Goal of the exercise: The lines below may contain the word "previously". Please count those that do and give the number alone.

Provided data:
+===+

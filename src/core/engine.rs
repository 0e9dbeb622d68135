/*
 * Orchestrates search sessions: validates the query and root before any
 * session exists, assigns monotonically increasing generation ids, spawns
 * one worker thread per session, and supersedes the previously active
 * session when a new search starts. This is the invocation surface a host
 * wires its UI (or CLI) against: `start_search`, `stop`, `drain`.
 *
 * Superseding never waits for the old worker: its cancellation flag is set
 * and it runs to its next check, writing into its own orphaned sink. Hosts
 * tell fresh output from stale output by comparing batch generations with
 * `current_generation`.
 */
use super::models::{MatchRecord, Query, SearchRoot};
use super::session::SearchSession;
use super::walker::{CoreFileWalker, WalkerOperations};
use std::io;
use std::path::{Path, PathBuf};
use std::sync::atomic::{AtomicU64, Ordering};
use std::sync::{Arc, Mutex};
use std::thread;
use time::UtcOffset;

#[derive(Debug)]
pub enum SearchError {
    EmptyQuery,
    RootInvalid(PathBuf),
    WorkerSpawn(io::Error),
}

impl std::fmt::Display for SearchError {
    fn fmt(&self, f: &mut std::fmt::Formatter<'_>) -> std::fmt::Result {
        match self {
            SearchError::EmptyQuery => write!(f, "Search query must not be empty"),
            SearchError::RootInvalid(p) => {
                write!(f, "Search root is not an existing directory: {p:?}")
            }
            SearchError::WorkerSpawn(e) => write!(f, "Failed to spawn search worker: {e}"),
        }
    }
}

impl std::error::Error for SearchError {
    fn source(&self) -> Option<&(dyn std::error::Error + 'static)> {
        match self {
            SearchError::WorkerSpawn(e) => Some(e),
            _ => None,
        }
    }
}

pub type Result<T> = std::result::Result<T, SearchError>;

pub struct SearchEngine {
    walker: Arc<dyn WalkerOperations>,
    next_generation: AtomicU64,
    active: Mutex<Option<Arc<SearchSession>>>,
}

impl SearchEngine {
    pub fn new() -> Self {
        SearchEngine::with_walker(Arc::new(CoreFileWalker::new()))
    }

    // Injection point for scripted walkers in tests.
    pub fn with_walker(walker: Arc<dyn WalkerOperations>) -> Self {
        SearchEngine {
            walker,
            next_generation: AtomicU64::new(0),
            active: Mutex::new(None),
        }
    }

    /*
     * Starts a new search session. Rejects an empty query (`EmptyQuery`) and a
     * missing or non-directory root (`RootInvalid`) before any session exists
     * or any worker is spawned. On success the previously active session, if
     * still running, is cancelled without being waited on, and the returned
     * session is already `Running` with its walker underway.
     */
    pub fn start_search(&self, query_text: &str, root_path: &Path) -> Result<Arc<SearchSession>> {
        let query = Query::parse(query_text).ok_or(SearchError::EmptyQuery)?;

        // Canonicalizing both validates existence and gives the walker an
        // absolute, resolved path to stamp onto every record.
        let canonical_root = root_path
            .canonicalize()
            .map_err(|_| SearchError::RootInvalid(root_path.to_path_buf()))?;
        if !canonical_root.is_dir() {
            return Err(SearchError::RootInvalid(root_path.to_path_buf()));
        }

        // The local offset is captured once, on the caller's thread; when the
        // platform refuses to disclose it the timestamps fall back to UTC.
        let offset = UtcOffset::current_local_offset().unwrap_or(UtcOffset::UTC);

        let generation = self.next_generation.fetch_add(1, Ordering::SeqCst) + 1;
        let session = Arc::new(SearchSession::new(
            query,
            SearchRoot::new(canonical_root),
            generation,
            offset,
        ));
        log::info!(
            "SearchEngine: Starting session {generation} for query '{query_text}' under {root_path:?}."
        );

        self.supersede_active(Arc::clone(&session));

        session.mark_running();
        let walker = Arc::clone(&self.walker);
        let worker_session = Arc::clone(&session);
        let handle = thread::Builder::new()
            .name(format!("walker-{generation}"))
            .spawn(move || {
                walker.run(&worker_session);
                // Exactly-once completion signal, regardless of which walker
                // implementation ran or how it returned.
                worker_session.finish_walk();
            })
            .map_err(SearchError::WorkerSpawn)?;
        session.attach_worker(handle);

        Ok(session)
    }

    /*
     * Requests cooperative cancellation of the given session. Idempotent; a
     * session that already reached a terminal state is left untouched.
     */
    pub fn stop(&self, session: &SearchSession) {
        session.stop();
    }

    // Pulls everything currently buffered for the session; see the drainer
    // module for the cadence contract.
    pub fn drain(&self, session: &SearchSession) -> Vec<MatchRecord> {
        session.drain()
    }

    /*
     * The generation of the most recently started session, or 0 when no
     * search has been started yet. Batches tagged with anything lower come
     * from a superseded session and should be discarded by the host.
     */
    pub fn current_generation(&self) -> u64 {
        self.next_generation.load(Ordering::SeqCst)
    }

    pub fn active_session(&self) -> Option<Arc<SearchSession>> {
        self.lock_active().clone()
    }

    fn supersede_active(&self, replacement: Arc<SearchSession>) {
        let mut active = self.lock_active();
        if let Some(old) = active.replace(replacement) {
            if !old.is_terminal() {
                log::debug!(
                    "SearchEngine: Superseding session {}; cancelling without waiting.",
                    old.generation()
                );
                old.stop();
            }
        }
    }

    fn lock_active(&self) -> std::sync::MutexGuard<'_, Option<Arc<SearchSession>>> {
        self.active
            .lock()
            .unwrap_or_else(|poisoned| poisoned.into_inner())
    }
}

impl Default for SearchEngine {
    fn default() -> Self {
        Self::new()
    }
}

+===+

Output for this task: 2